Maybe there is better open source software for this particular task? Or maybe it's not as bad as I interpreted it?
There are two different types of delay. I was referring to playthrough delay, which only occurs if you want to listen to what you are recording while you record it (which is usually advantageous). With software playthrough you will hear your voice through the headphones after you hear your voice acoustically (if you do hear that - with enclosed noise cancelling headphones or very loud playback, you may not). Either way, you will sing to the piano note exactly in sync but you will hear your voice in the headphones after the piano note. If the delay is long enough, it does get very difficult. "Listen to this device" may or may not be just about acceptable. If you can unmute the mic on the playback side of the sound device, it probably will be acceptable. You have to go into Windows and look.
No echo will be recorded as long as you record from the mic and don't record computer playback.
The other delay is recording delay - your voice will be laid down after the beat because of the time taken for your voice to travel through the sound device. Audacity will compensate for this by pushing the recorded track backwards by 130 milliseconds, but if that isn't the correct compensation to sync the tracks you can use Time Shift Tool (F5) to drag the recorded track to the correct place. In Audacity Beta you can set an automated correction that adjusts for whatever your recording latency actually is - see
http://manual.audacityteam.org/man/Latency_Test .
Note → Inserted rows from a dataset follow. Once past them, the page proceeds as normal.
//! Entities: declarations, resolution requests and the scanned-entity frame.
//!
//! The [`EntityStore`] keeps the general and parameter entity declarations
//! collected from the DTD. Resolution of external entities is delegated to
//! the caller through the resolver callbacks in
//! [`ParseOptions`](crate::parser::ParseOptions), which receive an
//! [`ExternalEntityRequest`] and return an [`InputSource`].

pub mod scanned;
pub mod source;

use std::collections::HashMap;

pub use scanned::{EntityKind, ScannedEntity};
pub use source::{expand_system_id, InputSource, ResourceIdentifier, SourceError};

/// Pseudo-name of the document entity.
pub const DOCUMENT_ENTITY: &str = "[xml]";

/// Pseudo-name of the external DTD subset.
pub const DTD_ENTITY: &str = "[dtd]";

/// What kind of resource an [`ExternalEntityRequest`] asks for.
#[derive(Debug, Clone, Copy, PartialEq, Eq)]
pub enum RequestKind {
    /// An external parsed general entity referenced from content.
    GeneralEntity,
    /// An external parameter entity referenced from the DTD.
    ParameterEntity,
    /// The external subset named by the DOCTYPE declaration.
    ExternalSubset,
}

/// Information passed to an entity resolver callback.
#[derive(Debug, Clone, Copy)]
pub struct ExternalEntityRequest<'a> {
    /// The entity name (`"[dtd]"` for the external subset).
    pub name: &'a str,
    /// What is being resolved.
    pub kind: RequestKind,
    /// The SYSTEM identifier as written in the declaration.
    pub system_id: &'a str,
    /// The PUBLIC identifier, if present.
    pub public_id: Option<&'a str>,
    /// The system id of the entity containing the declaration, if known.
    pub base_system_id: Option<&'a str>,
    /// The system id resolved against the base.
    pub expanded_system_id: &'a str,
}

/// Information passed to an external-subset resolver for a document that
/// has no DOCTYPE declaration.
#[derive(Debug, Clone, Copy)]
pub struct ExternalSubsetRequest<'a> {
    /// The name of the document's root element.
    pub root_name: &'a str,
    /// The system id of the document, if known.
    pub base_system_id: Option<&'a str>,
}

/// A general or parameter entity declaration.
#[derive(Debug, Clone, PartialEq, Eq)]
pub struct EntityDecl {
    /// The entity name (without `%` for parameter entities).
    pub name: String,
    /// `true` for parameter entities.
    pub is_parameter: bool,
    /// Replacement text of an internal entity.
    pub value: Option<String>,
    /// Identifiers of an external entity.
    pub identifier: Option<ResourceIdentifier>,
    /// Notation name of an unparsed entity.
    pub notation: Option<String>,
    /// `true` if declared in the external subset or an external parameter
    /// entity.
    pub in_external_subset: bool,
}

impl EntityDecl {
    /// Creates an internal entity declaration.
    #[must_use]
    pub fn internal(name: &str, value: String, is_parameter: bool) -> Self {
        Self {
            name: name.to_string(),
            is_parameter,
            value: Some(value),
            identifier: None,
            notation: None,
            in_external_subset: false,
        }
    }

    /// Creates an external entity declaration.
    #[must_use]
    pub fn external(
        name: &str,
        identifier: ResourceIdentifier,
        notation: Option<String>,
        is_parameter: bool,
    ) -> Self {
        Self {
            name: name.to_string(),
            is_parameter,
            value: None,
            identifier: Some(identifier),
            notation,
            in_external_subset: false,
        }
    }

    /// Returns `true` if the entity's text lives outside the document.
    #[must_use]
    pub fn is_external(&self) -> bool {
        self.identifier.is_some()
    }

    /// Returns `true` for an unparsed (`NDATA`) entity.
    #[must_use]
    pub fn is_unparsed(&self) -> bool {
        self.notation.is_some()
    }
}

/// Declarations collected from the DTD.
#[derive(Debug, Default, Clone)]
pub struct EntityStore {
    general: HashMap<String, EntityDecl>,
    parameter: HashMap<String, EntityDecl>,
    has_external_subset: bool,
    has_pe_references: bool,
}

impl EntityStore {
    /// Creates an empty store.
    #[must_use]
    pub fn new() -> Self {
        Self::default()
    }

    /// Records a declaration. The first declaration of a name is binding;
    /// returns `false` if the name was already declared.
    pub fn declare(&mut self, decl: EntityDecl) -> bool {
        let map = if decl.is_parameter {
            &mut self.parameter
        } else {
            &mut self.general
        };
        if map.contains_key(&decl.name) {
            return false;
        }
        map.insert(decl.name.clone(), decl);
        true
    }

    /// Looks up a general entity.
    #[must_use]
    pub fn general(&self, name: &str) -> Option<&EntityDecl> {
        self.general.get(name)
    }

    /// Looks up a parameter entity.
    #[must_use]
    pub fn parameter(&self, name: &str) -> Option<&EntityDecl> {
        self.parameter.get(name)
    }

    /// Notes that the DTD has an external subset.
    pub fn set_has_external_subset(&mut self) {
        self.has_external_subset = true;
    }

    /// Notes that the DTD referenced a parameter entity.
    pub fn set_has_pe_references(&mut self) {
        self.has_pe_references = true;
    }

    /// Returns `true` if declarations may be missing because the DTD has
    /// parts the scanner did not (or could not) read.
    #[must_use]
    pub fn has_external_parts(&self) -> bool {
        self.has_external_subset || self.has_pe_references
    }

    /// Number of general entity declarations.
    #[must_use]
    pub fn general_count(&self) -> usize {
        self.general.len()
    }

    /// Forgets every declaration.
    pub fn reset(&mut self) {
        self.general.clear();
        self.parameter.clear();
        self.has_external_subset = false;
        self.has_pe_references = false;
    }
}

/// Returns the replacement character of a predefined entity.
#[must_use]
pub fn builtin_entity(name: &str) -> Option<char> {
    match name {
        "amp" => Some('&'),
        "lt" => Some('<'),
        "gt" => Some('>'),
        "apos" => Some('\''),
        "quot" => Some('"'),
        _ => None,
    }
}

#[cfg(test)]
#[allow(clippy::unwrap_used)]
mod tests {
    use super::*;

    #[test]
    fn test_first_declaration_wins() {
        let mut store = EntityStore::new();
        assert!(store.declare(EntityDecl::internal("e", "one".into(), false)));
        assert!(!store.declare(EntityDecl::internal("e", "two".into(), false)));
        assert_eq!(store.general("e").unwrap().value.as_deref(), Some("one"));
    }

    #[test]
    fn test_general_and_parameter_namespaces_are_separate() {
        let mut store = EntityStore::new();
        store.declare(EntityDecl::internal("e", "g".into(), false));
        store.declare(EntityDecl::internal("e", "p".into(), true));
        assert_eq!(store.general("e").unwrap().value.as_deref(), Some("g"));
        assert_eq!(store.parameter("e").unwrap().value.as_deref(), Some("p"));
    }

    #[test]
    fn test_external_and_unparsed() {
        let id = ResourceIdentifier::new(None, Some("pic.gif".into()), None);
        let decl = EntityDecl::external("pic", id, Some("gif".into()), false);
        assert!(decl.is_external());
        assert!(decl.is_unparsed());
    }

    #[test]
    fn test_reset() {
        let mut store = EntityStore::new();
        store.declare(EntityDecl::internal("e", "v".into(), false));
        store.set_has_pe_references();
        assert!(store.has_external_parts());
        store.reset();
        assert!(store.general("e").is_none());
        assert!(!store.has_external_parts());
        assert_eq!(store.general_count(), 0);
    }

    #[test]
    fn test_builtin_entities() {
        assert_eq!(builtin_entity("lt"), Some('<'));
        assert_eq!(builtin_entity("quot"), Some('"'));
        assert_eq!(builtin_entity("nbsp"), None);
    }
}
Other software will only be "better" if it supports ASIO low latency sound device drivers which should bring playthrough latency down to acceptable limits. Audacity as shipped does not include ASIO support. The ASIO drivers will either be provided by your sound device or (most likely if you use the computer sound device) you will need free third-party ASIO drivers. Other software may be "better" if it has an accurate and automatic way of adjusting for recording latency, rather than the adjustment/configuration needed with Audacity.
Of course if you are prepared to spend money then you can buy a USB microphone (or USB interface for the mic) which includes a headphones jack. Plugging your headphones in there will give you no noticeable playthrough latency.